Ночь идет, неумолимая и душная – бесконечная, как когда-то пред стенами Мордора. Как когда-то на Раммас Эхор, по возвращению домой – но нет теперь у Боромира дома. Путь в Минас-Тирит отныне навеки закрыт ему – он сам запер его, а ключ затерялся где-то в окровавленных песках Харада. Льется вино из запотевшего кувшина в серебряный стакан, покрытые чужой чеканкой – все здесь до сих пор чужое Боромиру, от звука речей и напевов, до изгибов дворцовых арок и легких сабель. Извилисты и темны узоры Харада, прихотливы изгибы помыслов его народа… и все сложнее оставаться прямым и светлым, подобно клинку своего нуменорского меча.
Лета Боромира подходят к полувековому рубежу; он знатен и богат, уважаем и почитаем. Его боятся, и имя лорда-протектора Умбара известно далеко по всему Хараду. Он обласкан милостями Короля Элессара, на службе у которого состоит по сей день, но лучше всех ведает, сколь непрочно и непросто его положение. В Хараде он воевал для себя, коли уж земель предков оказался лишен – и отвоевал Харад для себя. Элессар уступил Боромиру, внял его почти требованиям, внешне будто бы вняв просьбам остальных военачальников, также проливавших кровь в харадских песках. Но знал Боромир, что память у Короля такая же долгая, как и его жизнь. Не простит тот, кто звался когда-то Арагорном, бывшему соратнику вольностей. Не позволит создать свое государство, не допустит, дабы любимый и почитаемый народом Гондора полководец сумел собрать под свои знамена верных ему. И потому все больше вокруг Боромира темноглазых и темноликих сановников, все цветистей словесная шелуха, все острее и жестче взгляды, что бросают на него те, кто клянется ему в верности, пав пред ним ниц, по обычаю Харада.
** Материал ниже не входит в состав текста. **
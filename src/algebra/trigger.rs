use super::MayanClient;
use crate::domain::{CreateTriggerRequest, RemoteError, Unit, WorkflowTemplateTransitionTrigger};
use async_trait::async_trait;
use reqwest::Method;

/// Remote operations on the triggers of a workflow template transition.
#[async_trait]
pub trait TriggerApi: Send + Sync {
    async fn fetch(
        &self,
        workflow_template: i64,
        transition: i64,
        trigger: i64,
    ) -> Result<WorkflowTemplateTransitionTrigger, RemoteError>;

    /// Returns the trigger with its server-assigned id.
    async fn create(
        &self,
        workflow_template: i64,
        transition: i64,
        event_type_id: &str,
    ) -> Result<WorkflowTemplateTransitionTrigger, RemoteError>;

    async fn delete(
        &self,
        workflow_template: i64,
        transition: i64,
        trigger: i64,
    ) -> Result<Unit, RemoteError>;
}

pub fn triggers_path(workflow_template: i64, transition: i64) -> String {
    format!("workflow_templates/{workflow_template}/transitions/{transition}/triggers/")
}

pub fn trigger_path(workflow_template: i64, transition: i64, trigger: i64) -> String {
    format!("{}{trigger}/", triggers_path(workflow_template, transition))
}

#[async_trait]
impl TriggerApi for MayanClient {
    async fn fetch(
        &self,
        workflow_template: i64,
        transition: i64,
        trigger: i64,
    ) -> Result<WorkflowTemplateTransitionTrigger, RemoteError> {
        self.perform_json::<Unit, _>(
            &trigger_path(workflow_template, transition, trigger),
            Method::GET,
            None,
        )
        .await
    }

    async fn create(
        &self,
        workflow_template: i64,
        transition: i64,
        event_type_id: &str,
    ) -> Result<WorkflowTemplateTransitionTrigger, RemoteError> {
        let request = CreateTriggerRequest::new(event_type_id);

        self.perform_json(
            &triggers_path(workflow_template, transition),
            Method::POST,
            Some(&request),
        )
        .await
    }

    async fn delete(
        &self,
        workflow_template: i64,
        transition: i64,
        trigger: i64,
    ) -> Result<Unit, RemoteError> {
        self.perform_request::<Unit>(
            &trigger_path(workflow_template, transition, trigger),
            Method::DELETE,
            None,
        )
        .await?;

        Ok(())
    }
}
//! Target kinds and resolution.

/// Topic every device must be subscribed to for broadcast delivery.
pub const ALL_DEVICES_TOPIC: &str = "all";

/// Maximum tokens per topic subscribe/unsubscribe call.
pub const SUBSCRIPTION_LIMIT: usize = 1000;

/// Maximum tokens per multicast send.
pub const MULTICAST_LIMIT: usize = 100;

/// Who a notification is addressed to.
#[derive(Debug, Clone, PartialEq, Eq, serde::Serialize, serde::Deserialize)]
#[serde(tag = "type", content = "value", rename_all = "snake_case")]
pub enum TargetSpec {
    /// Every subscriber of a named topic.
    Topic(String),
    /// An explicit list of delivery tokens.
    Tokens(Vec<String>),
    /// Every device subscribed to [`ALL_DEVICES_TOPIC`].
    AllDevices,
}

impl TargetSpec {
    /// Short name of the variant, used in logs.
    pub fn kind(&self) -> &'static str {
        match self {
            Self::Topic(_) => "topic",
            Self::Tokens(_) => "tokens",
            Self::AllDevices => "all_devices",
        }
    }
}

/// Operation a token list is validated for.
#[derive(Debug, Clone, Copy, PartialEq, Eq)]
pub enum TokenMode {
    Subscribe,
    Unsubscribe,
    Multicast,
}

impl TokenMode {
    /// Provider ceiling for this operation.
    pub fn limit(self) -> usize {
        match self {
            Self::Subscribe | Self::Unsubscribe => SUBSCRIPTION_LIMIT,
            Self::Multicast => MULTICAST_LIMIT,
        }
    }
}

/// Target validation failure.
#[derive(Debug, Clone, PartialEq, Eq, thiserror::Error)]
pub enum TargetError {
    #[error("the number of tokens cannot exceed {limit} (got {actual})")]
    LimitExceeded { limit: usize, actual: usize },
    #[error("target resolves to no recipients")]
    Empty,
    #[error("invalid topic name {0:?}")]
    InvalidTopic(String),
}

/// One token or a list of tokens.
///
/// A single token normalizes to a one-element list.
#[derive(Debug, Clone, Default, PartialEq, Eq)]
pub struct TokenList(Vec<String>);

impl TokenList {
    pub fn into_vec(self) -> Vec<String> {
        self.0
    }

    pub fn len(&self) -> usize {
        self.0.len()
    }

    pub fn is_empty(&self) -> bool {
        self.0.is_empty()
    }
}

impl From<&str> for TokenList {
    fn from(token: &str) -> Self {
        Self(vec![token.to_string()])
    }
}

impl From<String> for TokenList {
    fn from(token: String) -> Self {
        Self(vec![token])
    }
}

impl From<Vec<String>> for TokenList {
    fn from(tokens: Vec<String>) -> Self {
        Self(tokens)
    }
}

impl From<&[String]> for TokenList {
    fn from(tokens: &[String]) -> Self {
        Self(tokens.to_vec())
    }
}

impl From<Vec<&str>> for TokenList {
    fn from(tokens: Vec<&str>) -> Self {
        Self(tokens.into_iter().map(str::to_string).collect())
    }
}

impl<const N: usize> From<[&str; N]> for TokenList {
    fn from(tokens: [&str; N]) -> Self {
        Self(tokens.into_iter().map(str::to_string).collect())
    }
}

/// Where a single provider call goes.
#[derive(Debug, Clone, PartialEq, Eq)]
pub enum ResolvedTarget {
    Topic(String),
    Tokens(Vec<String>),
}

/// Validate a token list for `mode`.
///
/// Duplicates are kept as given; each occurrence is a separate recipient.
pub fn resolve_tokens(
    tokens: impl Into<TokenList>,
    mode: TokenMode,
) -> Result<Vec<String>, TargetError> {
    let tokens = tokens.into().into_vec();

    if tokens.is_empty() {
        return Err(TargetError::Empty);
    }

    let limit = mode.limit();
    if tokens.len() > limit {
        return Err(TargetError::LimitExceeded {
            limit,
            actual: tokens.len(),
        });
    }

    Ok(tokens)
}

/// Validate a topic name against the provider's allowed alphabet.
pub fn resolve_topic(topic: &str) -> Result<String, TargetError> {
    let name = topic.strip_prefix("/topics/").unwrap_or(topic);

    let valid = !name.is_empty()
        && name
            .chars()
            .all(|c| c.is_ascii_alphanumeric() || matches!(c, '-' | '_' | '.' | '~' | '%'));

    if !valid {
        return Err(TargetError::InvalidTopic(topic.to_string()));
    }

    Ok(name.to_string())
}

/// Classify a target for sending.
///
/// `AllDevices` becomes a publish to [`ALL_DEVICES_TOPIC`]; subscription to
/// that topic is not checked here.
pub fn resolve_target(target: &TargetSpec) -> Result<ResolvedTarget, TargetError> {
    match target {
        TargetSpec::Topic(name) => resolve_topic(name).map(ResolvedTarget::Topic),
        TargetSpec::AllDevices => Ok(ResolvedTarget::Topic(ALL_DEVICES_TOPIC.to_string())),
        TargetSpec::Tokens(tokens) => {
            resolve_tokens(tokens.as_slice(), TokenMode::Multicast).map(ResolvedTarget::Tokens)
        }
    }
}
«Где истина?» - тоской отдается в душе, когда он смотрит на светло мерцающий в темноте клинок – с обнаженным мечом Боромир не расстаётся; знакомая до малейшей черточки рукоять по-прежнему надежно и верно ложится в его руку. Меч не предаст, тогда как предадут все остальные. Тогда как та белая пташка, которую звал своей, которую позвал за собой, не пожелала поверить – ни в себя, ни в него. Стал ли сам он предателем для своих родичей? – непростой вопрос, с непростым ответом. Не мог Боромир более оставаться в Минас-Тирите, не мог воздавать почести тому, кто надел корону Эарендиля, явившись на все готовое. Тому, кто мог когда-то стать щитом Гондора, но предпочел странствия и скрытничество своему призванию. Возрадуйся, о народ Гондора! Король вернулся! – и все прочее оказалось забыто. Чьей доблестью и кровью стоял Гондор до тех пор, чьими усилиями и верностью? – не имело более значения для людей. И в этом крылось то, что отравляло душу Боромира сильнее, чем мрак харадских ночей, больше, чем боль от разлуки.